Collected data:
-*-*-

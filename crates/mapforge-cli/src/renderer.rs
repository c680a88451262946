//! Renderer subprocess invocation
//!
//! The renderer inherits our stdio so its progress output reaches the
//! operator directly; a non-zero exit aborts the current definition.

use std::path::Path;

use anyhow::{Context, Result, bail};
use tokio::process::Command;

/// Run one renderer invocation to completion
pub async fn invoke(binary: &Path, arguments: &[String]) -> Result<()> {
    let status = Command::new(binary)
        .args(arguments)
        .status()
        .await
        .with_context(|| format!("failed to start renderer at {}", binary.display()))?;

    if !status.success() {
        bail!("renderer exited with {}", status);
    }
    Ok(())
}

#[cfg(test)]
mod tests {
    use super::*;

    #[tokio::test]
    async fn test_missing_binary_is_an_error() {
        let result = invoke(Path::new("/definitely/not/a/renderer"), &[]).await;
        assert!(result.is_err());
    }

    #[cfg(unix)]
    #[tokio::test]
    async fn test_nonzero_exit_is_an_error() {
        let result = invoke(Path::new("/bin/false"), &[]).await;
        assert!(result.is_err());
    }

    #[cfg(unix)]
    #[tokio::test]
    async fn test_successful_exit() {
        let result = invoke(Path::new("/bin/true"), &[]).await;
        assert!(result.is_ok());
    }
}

-*-*-

* [Task directions]
Search the lines above for the string "arguments" and copy each line that has it.

* [Exercise result]
pub async fn invoke(binary: &Path, arguments: &[String]) -> Result<()> {
        .args(arguments)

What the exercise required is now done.